Over the past 5 decades or so, the growing understanding that RNA can influence protein function through routes other than direct translation has opened the prospect of discovering small molecules for tackling diseases in novel ways. Using sources such as the UK Biobank, progress is now being made on using multi-omics data to derive mechanism of action (MoA) insights into the role of small molecules on RNA function, specifically the splice site selection process. However, such approaches are hindered by an approach to data management that is not designed to work with a large amount of interconnected, complex data in RNA splicing experiments which relies on analysing changes in the distribution of ranges of transcripts along the genomic coordinate axis and thereby requires a flexible, scalable and shareable analysis platform. In this article, we describe how a vector-based database approach can allow data to be managed, interrogated, processed and shared much more effectively, offering a faster, less costly route to small-molecule insights, and hence future success in developing drugs for a range of conditions.
The Evolution in Drug Development
The approaches used for drug discovery have changed markedly over the last 50 years, as new enabling technologies have emerged and evolved. Prominent amongst these is the revolution in genomics and protein sequencing tools that enabled high-throughput screening of small-molecule libraries to become viable – and indeed this remains a widely used route today. However, powerful as this route is, it is time-consuming and resource-intensive, prompting scientists to develop new tools to speed up the identification of candidate drugs.
For example, advances in molecular modelling and computing power now enable in silico screening to play a major role in drug development, while improving capabilities in the analysis of ligand-protein complexes by NMR and XRD have aided the development of fragment-based lead discovery. Above and beyond this, and drawing on an ever-growing portfolio of analytical and biotechnological methods, biologics are now playing a major role as therapeutics, with peptides, antibodies, nucleic acids, blood components and cell therapies all seeing success in recent years.

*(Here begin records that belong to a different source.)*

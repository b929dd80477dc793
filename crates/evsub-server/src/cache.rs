//! Process-lifetime cache of successful subsidy extractions.
//!
//! All entries share one generation timestamp: a lookup is a hit only while
//! the last successful `put` (for any key) is younger than the TTL. A `put`
//! restarts the generation without clearing older keys, so entries written in
//! an earlier generation become servable again whenever any key is refreshed.

use std::collections::HashMap;

use chrono::{DateTime, TimeDelta, Utc};
use tokio::sync::Mutex;

#[derive(Debug, Clone, Copy, PartialEq, Eq)]
pub struct CacheHit {
    pub amount_won: u64,
    pub updated_at: DateTime<Utc>,
}

#[derive(Debug, Default)]
struct Generation {
    updated_at: Option<DateTime<Utc>>,
    entries: HashMap<(String, String), u64>,
}

#[derive(Debug)]
pub struct ResultCache {
    ttl: TimeDelta,
    inner: Mutex<Generation>,
}

impl ResultCache {
    #[must_use]
    pub fn new(ttl: TimeDelta) -> Self {
        Self {
            ttl,
            inner: Mutex::new(Generation::default()),
        }
    }

    /// Builds a cache from a TTL in seconds, saturating absurd values.
    #[must_use]
    pub fn with_ttl_secs(ttl_secs: u64) -> Self {
        let secs = i64::try_from(ttl_secs).unwrap_or(i64::MAX);
        Self::new(TimeDelta::try_seconds(secs).unwrap_or(TimeDelta::MAX))
    }

    pub async fn get(&self, region: &str, trim: &str) -> Option<CacheHit> {
        self.get_at(region, trim, Utc::now()).await
    }

    /// Upserts the amount and starts a new generation. Returns the new
    /// generation timestamp.
    pub async fn put(&self, region: &str, trim: &str, amount_won: u64) -> DateTime<Utc> {
        self.put_at(region, trim, amount_won, Utc::now()).await
    }

    pub async fn get_at(&self, region: &str, trim: &str, now: DateTime<Utc>) -> Option<CacheHit> {
        let generation = self.inner.lock().await;
        let updated_at = generation.updated_at?;
        if now.signed_duration_since(updated_at) >= self.ttl {
            return None;
        }
        let amount_won = *generation
            .entries
            .get(&(region.to_owned(), trim.to_owned()))?;
        Some(CacheHit {
            amount_won,
            updated_at,
        })
    }

    pub async fn put_at(
        &self,
        region: &str,
        trim: &str,
        amount_won: u64,
        now: DateTime<Utc>,
    ) -> DateTime<Utc> {
        let mut generation = self.inner.lock().await;
        generation.updated_at = Some(now);
        generation
            .entries
            .insert((region.to_owned(), trim.to_owned()), amount_won);
        now
    }
}
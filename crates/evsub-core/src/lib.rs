pub mod app_config;
pub mod config;
pub mod trims;

use thiserror::Error;

pub use app_config::{AppConfig, Environment};
pub use config::{load_app_config, load_app_config_from_env};
pub use trims::{ModelFamily, TrimCode};

#[derive(Debug, Error)]
pub enum ConfigError {
    #[error("invalid value for {var}: {reason}")]
    InvalidEnvVar { var: String, reason: String },
}
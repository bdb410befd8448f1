//! Compact binary encoding for integer grids.
//!
//! Layout (all integers little-endian):
//!
//! ```text
//! "WGRD" | version: u8 | chunk size: u16 | chunk count: u32
//! per chunk: chunk x: u32 | chunk y: u32 | payload len: u32 | payload
//! ```
//!
//! Each payload is the raw-deflate compression of one chunk's `N * N` cells,
//! so every chunk can be inflated on its own.

use std::io::{Read, Write};

use flate2::read::DeflateDecoder;
use flate2::write::DeflateEncoder;
use flate2::Compression;

use crate::chunk::{Chunk, ChunkCoord, ChunkedGrid};
use crate::error::CodecError;

const MAGIC: &[u8; 4] = b"WGRD";
const VERSION: u8 = 1;

impl<const N: usize> ChunkedGrid<u32, N> {
    /// Encode every allocated chunk into the compact persisted form.
    pub fn encode(&self) -> Result<Vec<u8>, CodecError> {
        let chunks = self.sorted_chunks();

        let mut out = Vec::with_capacity(11 + chunks.len() * 64);
        out.extend_from_slice(MAGIC);
        out.push(VERSION);
        out.extend_from_slice(&(N as u16).to_le_bytes());
        out.extend_from_slice(&(chunks.len() as u32).to_le_bytes());

        for (coord, chunk) in chunks {
            let mut encoder = DeflateEncoder::new(Vec::new(), Compression::default());
            for cell in chunk.cells() {
                encoder.write_all(&cell.to_le_bytes())?;
            }
            let payload = encoder.finish()?;

            out.extend_from_slice(&coord.x.to_le_bytes());
            out.extend_from_slice(&coord.y.to_le_bytes());
            out.extend_from_slice(&(payload.len() as u32).to_le_bytes());
            out.extend_from_slice(&payload);
        }

        Ok(out)
    }

    /// Rebuild a grid from bytes produced by [`ChunkedGrid::encode`].
    pub fn decode(bytes: &[u8]) -> Result<Self, CodecError> {
        let mut reader = ByteReader { bytes };

        if reader.take(MAGIC.len())? != MAGIC {
            return Err(CodecError::BadMagic);
        }
        let version = reader.u8()?;
        if version != VERSION {
            return Err(CodecError::UnsupportedVersion(version));
        }
        let size = reader.u16()? as usize;
        if size != N {
            return Err(CodecError::ChunkSizeMismatch {
                expected: N,
                found: size,
            });
        }

        let count = reader.u32()?;
        let expected = N * N * 4;
        let mut grid = Self::new();

        for _ in 0..count {
            let x = reader.u32()?;
            let y = reader.u32()?;
            let len = reader.u32()? as usize;
            let payload = reader.take(len)?;

            // A chunk origin must still be addressable as a cell position
            let limit = i32::MAX as u64 / N as u64;
            if u64::from(x) > limit || u64::from(y) > limit {
                return Err(CodecError::ChunkOutOfRange { x, y });
            }

            let mut raw = Vec::with_capacity(expected);
            DeflateDecoder::new(payload)
                .take(expected as u64 + 1)
                .read_to_end(&mut raw)?;
            let length_error = |found| CodecError::ChunkLength {
                x,
                y,
                expected,
                found,
            };
            if raw.len() != expected {
                return Err(length_error(raw.len()));
            }

            let cells: Vec<u32> = raw
                .chunks_exact(4)
                .map(|b| u32::from_le_bytes([b[0], b[1], b[2], b[3]]))
                .collect();
            let chunk = Chunk::from_cells(cells).ok_or_else(|| length_error(raw.len()))?;
            grid.insert_chunk(ChunkCoord { x, y }, chunk);
        }

        Ok(grid)
    }
}

struct ByteReader<'a> {
    bytes: &'a [u8],
}

impl<'a> ByteReader<'a> {
    fn take(&mut self, len: usize) -> Result<&'a [u8], CodecError> {
        if self.bytes.len() < len {
            return Err(CodecError::Truncated);
        }
        let (head, tail) = self.bytes.split_at(len);
        self.bytes = tail;
        Ok(head)
    }

    fn u8(&mut self) -> Result<u8, CodecError> {
        Ok(self.take(1)?[0])
    }

    fn u16(&mut self) -> Result<u16, CodecError> {
        let b = self.take(2)?;
        Ok(u16::from_le_bytes([b[0], b[1]]))
    }

    fn u32(&mut self) -> Result<u32, CodecError> {
        let b = self.take(4)?;
        Ok(u32::from_le_bytes([b[0], b[1], b[2], b[3]]))
    }
}

/// Serde adapter storing an integer grid as its encoded bytes.
///
/// Use with `#[serde(with = "wiregrid_core::codec::wire_grid_serde")]`.
pub mod wire_grid_serde {
    use serde::{de, ser, Deserialize, Deserializer, Serializer};

    use crate::chunk::ChunkedGrid;

    pub fn serialize<S, const N: usize>(
        grid: &ChunkedGrid<u32, N>,
        serializer: S,
    ) -> Result<S::Ok, S::Error>
    where
        S: Serializer,
    {
        let bytes = grid.encode().map_err(ser::Error::custom)?;
        serializer.serialize_bytes(&bytes)
    }

    pub fn deserialize<'de, D, const N: usize>(
        deserializer: D,
    ) -> Result<ChunkedGrid<u32, N>, D::Error>
    where
        D: Deserializer<'de>,
    {
        let bytes = Vec::<u8>::deserialize(deserializer)?;
        ChunkedGrid::decode(&bytes).map_err(de::Error::custom)
    }
}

A Promising Paradigm – RNA as a Drug Target
Joining this evolving portfolio of approaches to drug discovery is a paradigm – first suggested thirty years ago1 – that suggests that RNA structures could be targeted using small molecules, in a way that is analogous to the targeting of protein structures. Termed the ‘RNA revolution’,2 this approach has for a number of years been developed using antisense oligonucleotides and small interfering RNAs, which work by complementary base-pairing with the target and have helped researchers to identify therapeutically tractable target RNAs. However, small molecules are now receiving increased interest, thanks to their generally better pharmacological properties and easily tunable structures, particularly because of their ability to ‘reprogram’ RNA processing.
This reprogramming capability opens the possibility of treating diseases in entirely new ways that overcome challenges associated with protein-based targets. Perhaps most importantly, by targeting RNAs directly, the activities of proteins that are difficult to a drug, or prone to give rise to undesirable side effects, could be modulated. This potential is already beginning to be realized, with the small-molecule drug risdiplam (Evrysdi™), developed by Roche/Genentech in collaboration with PTC Therapeutics, having received FDA approval in 2020 for the treatment of spinal muscular atrophy.3
Addressing the Challenge of Data Processing
There are two interconnected data analysis challenges in RNA targeted therapy development: 1. The identification of disease-modifying intervention points in the RNA splicing process and, 2. Detecting alterations in splicing at the genome scale both broadly (selectivity) and specifically at the disease-modifying intervention points. Developing RNA-targeting small molecules as drug targets first requires the identification of areas on the mRNA molecule that are relevant to the disease or trait in question. This can be done using genome- or phenome-wide association screening (GWAS and PheWAS) in conjunction with quantitative trait loci (QTL), to identify mutations in specific regions of mRNA that occur more frequently in people with that disease or trait, compared to those without it.